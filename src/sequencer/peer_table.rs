use std::collections::HashMap;

/// Delivery state the sender tracks per peer. Transitions are driven solely by packet
/// arrival, ack/nack arrival, and timers.
#[derive(Clone, Copy, Debug, Eq, PartialEq)]
pub enum PeerSyncState {
    /// Heard of, no ack yet.
    Unknown,
    /// Watermark advancing contiguously.
    Synced,
    /// The peer has an outstanding NACK against us.
    GapDetected,
    /// Retry budget exhausted or cache evicted past the peer; the peer must be healed by a
    /// full invalidate before incremental deltas mean anything again.
    ResyncRequired,
    /// Aged out by the silence timeout. Excluded from min-ack computation.
    Departed,
}

#[derive(Clone, Debug)]
pub struct PeerTracker {
    pub acked_up_to: u64,
    pub state: PeerSyncState,
    /// Highest id the peer has nacked; a cumulative ack at or past it clears the gap.
    gap_high: u64,
    /// Packet id of the full invalidate that heals this peer; an ack at or past it
    /// returns the peer to Synced.
    resync_barrier: u64,
}

impl PeerTracker {
    fn new() -> Self {
        PeerTracker {
            acked_up_to: 0,
            state: PeerSyncState::Unknown,
            gap_high: 0,
            resync_barrier: 0,
        }
    }
}

/// Per-peer acknowledgement watermarks plus the sync state machine. Mutated only under the
/// sequencer's peer lock; never while holding the cache lock across a network call.
pub struct PeerTable {
    peers: HashMap<String, PeerTracker>,
}

impl PeerTable {
    pub fn new() -> Self {
        PeerTable { peers: HashMap::new() }
    }

    /// Apply a cumulative ack. The watermark is monotonic: a stale (lower) ack is ignored.
    pub fn record_ack(&mut self, peer: &str, acked_up_to: u64) {
        let tracker = self.peers.entry(peer.to_string()).or_insert_with(PeerTracker::new);
        if acked_up_to > tracker.acked_up_to {
            tracker.acked_up_to = acked_up_to;
        }

        match tracker.state {
            PeerSyncState::Unknown | PeerSyncState::Departed => {
                tracker.state = PeerSyncState::Synced;
            }
            PeerSyncState::GapDetected => {
                if tracker.acked_up_to >= tracker.gap_high {
                    tracker.state = PeerSyncState::Synced;
                }
            }
            PeerSyncState::ResyncRequired => {
                if tracker.resync_barrier > 0 && tracker.acked_up_to >= tracker.resync_barrier {
                    tracker.state = PeerSyncState::Synced;
                }
            }
            PeerSyncState::Synced => {}
        }
    }

    pub fn record_gap(&mut self, peer: &str, highest_missing: u64) {
        let tracker = self.peers.entry(peer.to_string()).or_insert_with(PeerTracker::new);
        if tracker.state != PeerSyncState::ResyncRequired {
            tracker.state = PeerSyncState::GapDetected;
        }
        if highest_missing > tracker.gap_high {
            tracker.gap_high = highest_missing;
        }
    }

    pub fn mark_resync_required(&mut self, peer: &str) {
        let tracker = self.peers.entry(peer.to_string()).or_insert_with(PeerTracker::new);
        // A barrier already recorded stays; the pending full invalidate covers this
        // escalation too.
        if tracker.state != PeerSyncState::ResyncRequired {
            tracker.state = PeerSyncState::ResyncRequired;
            tracker.resync_barrier = 0;
        }
    }

    /// Record the packet id of the full invalidate that will heal currently-lagging peers.
    pub fn set_resync_barrier(&mut self, peer: &str, barrier: u64) {
        if let Some(tracker) = self.peers.get_mut(peer) {
            if tracker.state == PeerSyncState::ResyncRequired && tracker.resync_barrier == 0 {
                tracker.resync_barrier = barrier;
            }
        }
    }

    /// Make sure a tracker exists for a peer we have heard any traffic from. A known peer
    /// that has never acked pins the group minimum at 0, so nothing it has not seen is
    /// garbage-collected out from under it.
    pub fn ensure_tracked(&mut self, peer: &str) {
        self.peers.entry(peer.to_string()).or_insert_with(PeerTracker::new);
    }

    pub fn mark_departed(&mut self, peer: &str) {
        if let Some(tracker) = self.peers.get_mut(peer) {
            tracker.state = PeerSyncState::Departed;
        }
    }

    pub fn state(&self, peer: &str) -> Option<PeerSyncState> {
        self.peers.get(peer).map(|t| t.state)
    }

    pub fn watermark(&self, peer: &str) -> Option<u64> {
        self.peers.get(peer).map(|t| t.acked_up_to)
    }

    /// Minimum watermark across peers still participating. Departed peers are excluded so
    /// they never wedge cache eviction. Returns None when no live peer has ever acked.
    pub fn min_acked(&self) -> Option<u64> {
        self.peers
            .values()
            .filter(|t| t.state != PeerSyncState::Departed)
            .map(|t| t.acked_up_to)
            .min()
    }

    /// Peers whose watermark is below `packet_id` and are still live: the ones that lose
    /// data if that packet is evicted.
    pub fn lagging_behind(&self, packet_id: u64) -> Vec<String> {
        self.peers
            .iter()
            .filter(|(_, t)| t.state != PeerSyncState::Departed && t.acked_up_to < packet_id)
            .map(|(id, _)| id.clone())
            .collect()
    }

    pub fn ack_digest(&self) -> String {
        let mut parts: Vec<String> = self
            .peers
            .iter()
            .map(|(id, t)| format!("{}:{}", id, t.acked_up_to))
            .collect();
        parts.sort();
        parts.join(",")
    }
}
──────────
What to do ▸ Write out all of the records exactly as they stand above.

Expected answer ▸
filename src/sequencer/peer_table.rs
use std::collections::HashMap;

/// Delivery state the sender tracks per peer. Transitions are driven solely by packet
/// arrival, ack/nack arrival, and timers.
#[derive(Clone, Copy, Debug, Eq, PartialEq)]
pub enum PeerSyncState {
    /// Heard of, no ack yet.
    Unknown,
    /// Watermark advancing contiguously.
    Synced,
    /// The peer has an outstanding NACK against us.
    GapDetected,
    /// Retry budget exhausted or cache evicted past the peer; the peer must be healed by a
    /// full invalidate before incremental deltas mean anything again.
    ResyncRequired,
    /// Aged out by the silence timeout. Excluded from min-ack computation.
    Departed,
}

#[derive(Clone, Debug)]
pub struct PeerTracker {
    pub acked_up_to: u64,
    pub state: PeerSyncState,
    /// Highest id the peer has nacked; a cumulative ack at or past it clears the gap.
    gap_high: u64,
    /// Packet id of the full invalidate that heals this peer; an ack at or past it
    /// returns the peer to Synced.
    resync_barrier: u64,
}

impl PeerTracker {
    fn new() -> Self {
        PeerTracker {
            acked_up_to: 0,
            state: PeerSyncState::Unknown,
            gap_high: 0,
            resync_barrier: 0,
        }
    }
}

/// Per-peer acknowledgement watermarks plus the sync state machine. Mutated only under the
/// sequencer's peer lock; never while holding the cache lock across a network call.
pub struct PeerTable {
    peers: HashMap<String, PeerTracker>,
}

impl PeerTable {
    pub fn new() -> Self {
        PeerTable { peers: HashMap::new() }
    }

    /// Apply a cumulative ack. The watermark is monotonic: a stale (lower) ack is ignored.
    pub fn record_ack(&mut self, peer: &str, acked_up_to: u64) {
        let tracker = self.peers.entry(peer.to_string()).or_insert_with(PeerTracker::new);
        if acked_up_to > tracker.acked_up_to {
            tracker.acked_up_to = acked_up_to;
        }

        match tracker.state {
            PeerSyncState::Unknown | PeerSyncState::Departed => {
                tracker.state = PeerSyncState::Synced;
            }
            PeerSyncState::GapDetected => {
                if tracker.acked_up_to >= tracker.gap_high {
                    tracker.state = PeerSyncState::Synced;
                }
            }
            PeerSyncState::ResyncRequired => {
                if tracker.resync_barrier > 0 && tracker.acked_up_to >= tracker.resync_barrier {
                    tracker.state = PeerSyncState::Synced;
                }
            }
            PeerSyncState::Synced => {}
        }
    }

    pub fn record_gap(&mut self, peer: &str, highest_missing: u64) {
        let tracker = self.peers.entry(peer.to_string()).or_insert_with(PeerTracker::new);
        if tracker.state != PeerSyncState::ResyncRequired {
            tracker.state = PeerSyncState::GapDetected;
        }
        if highest_missing > tracker.gap_high {
            tracker.gap_high = highest_missing;
        }
    }

    pub fn mark_resync_required(&mut self, peer: &str) {
        let tracker = self.peers.entry(peer.to_string()).or_insert_with(PeerTracker::new);
        // A barrier already recorded stays; the pending full invalidate covers this
        // escalation too.
        if tracker.state != PeerSyncState::ResyncRequired {
            tracker.state = PeerSyncState::ResyncRequired;
            tracker.resync_barrier = 0;
        }
    }

    /// Record the packet id of the full invalidate that will heal currently-lagging peers.
    pub fn set_resync_barrier(&mut self, peer: &str, barrier: u64) {
        if let Some(tracker) = self.peers.get_mut(peer) {
            if tracker.state == PeerSyncState::ResyncRequired && tracker.resync_barrier == 0 {
                tracker.resync_barrier = barrier;
            }
        }
    }

    /// Make sure a tracker exists for a peer we have heard any traffic from. A known peer
    /// that has never acked pins the group minimum at 0, so nothing it has not seen is
    /// garbage-collected out from under it.
    pub fn ensure_tracked(&mut self, peer: &str) {
        self.peers.entry(peer.to_string()).or_insert_with(PeerTracker::new);
    }

    pub fn mark_departed(&mut self, peer: &str) {
        if let Some(tracker) = self.peers.get_mut(peer) {
            tracker.state = PeerSyncState::Departed;
        }
    }

    pub fn state(&self, peer: &str) -> Option<PeerSyncState> {
        self.peers.get(peer).map(|t| t.state)
    }

    pub fn watermark(&self, peer: &str) -> Option<u64> {
        self.peers.get(peer).map(|t| t.acked_up_to)
    }

    /// Minimum watermark across peers still participating. Departed peers are excluded so
    /// they never wedge cache eviction. Returns None when no live peer has ever acked.
    pub fn min_acked(&self) -> Option<u64> {
        self.peers
            .values()
            .filter(|t| t.state != PeerSyncState::Departed)
            .map(|t| t.acked_up_to)
            .min()
    }

    /// Peers whose watermark is below `packet_id` and are still live: the ones that lose
    /// data if that packet is evicted.
    pub fn lagging_behind(&self, packet_id: u64) -> Vec<String> {
        self.peers
            .iter()
            .filter(|(_, t)| t.state != PeerSyncState::Departed && t.acked_up_to < packet_id)
            .map(|(id, _)| id.clone())
            .collect()
    }

    pub fn ack_digest(&self) -> String {
        let mut parts: Vec<String> = self
            .peers
            .iter()
            .map(|(id, t)| format!("{}:{}", id, t.acked_up_to))
            .collect();
        parts.sort();
        parts.join(",")
    }
}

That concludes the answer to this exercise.